Originally posted by MontyMoose
Solid advice. If there is a "shining star" best move, then it would be foolish not to play it. But I have read several Grandmaster comments like, "It wasn't the best move, but I knew he hates cramped positions, so that's what I gave him". Of course our judgement is a few light-years below a GM. 😛 Perhaps you need to look for the "best" move, and then wei ...[text shortened]... . A related question is "Do I play a second best move (trappy), if the payoff is big?"
By nature I'm likely inclined to agree with any player from the Hill Country, like Monty. And he has good, shrewd advice.

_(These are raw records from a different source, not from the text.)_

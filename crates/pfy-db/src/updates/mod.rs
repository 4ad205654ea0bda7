//! Update builder types for entity mutations.
//!
//! Each builder produces an update struct with `Option` fields. Only `Some`
//! fields generate SET clauses in the dynamic UPDATE SQL. `Option<Option<T>>`
//! distinguishes "leave alone" from "clear".

pub mod category;
pub mod group;
pub mod task;
//! Success envelope: `{ success, message, meta?, data }`.

use axum::Json;
use pfy_core::responses::{Page, PageMeta};
use serde::Serialize;

#[derive(Debug, Serialize)]
pub struct Envelope<T> {
    pub success: bool,
    pub message: String,
    #[serde(skip_serializing_if = "Option::is_none")]
    pub meta: Option<PageMeta>,
    pub data: T,
}

pub fn ok<T: Serialize>(message: &str, data: T) -> Json<Envelope<T>> {
    Json(Envelope {
        success: true,
        message: message.to_string(),
        meta: None,
        data,
    })
}

pub fn paged<T: Serialize>(message: &str, page: Page<T>) -> Json<Envelope<Vec<T>>> {
    Json(Envelope {
        success: true,
        message: message.to_string(),
        meta: Some(page.meta),
        data: page.data,
    })
}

I would take it a step in a new direction: when you play against a computer, or against a brain-dead cheater whose moves are dictated by his computer, you definitely play the computer.
Some players use Bird's Opening effectively against an engine, or just use openings with a lot of advancing pawns against 'puters. What I find slays the silicon mind is to tempt it -- let it believe it will be checkmating me in, say, just 6 more moves -- come 'n' get me. And then mate it in 5. Very hairy, very on-the-edge play -- but temptation works better in chess with computers than with people, electronic brains are even more predictable. Especially the sorry ones like Shredder. Not that anyone here would let a computer do his figuring for him.
Yes! there are areas where human strategy beats computers every time. Computers master knowledge and memory -- but We master understanding and judgment. (And that's a big advantage over an engine in game phases like the transition from middlegame to endgame.)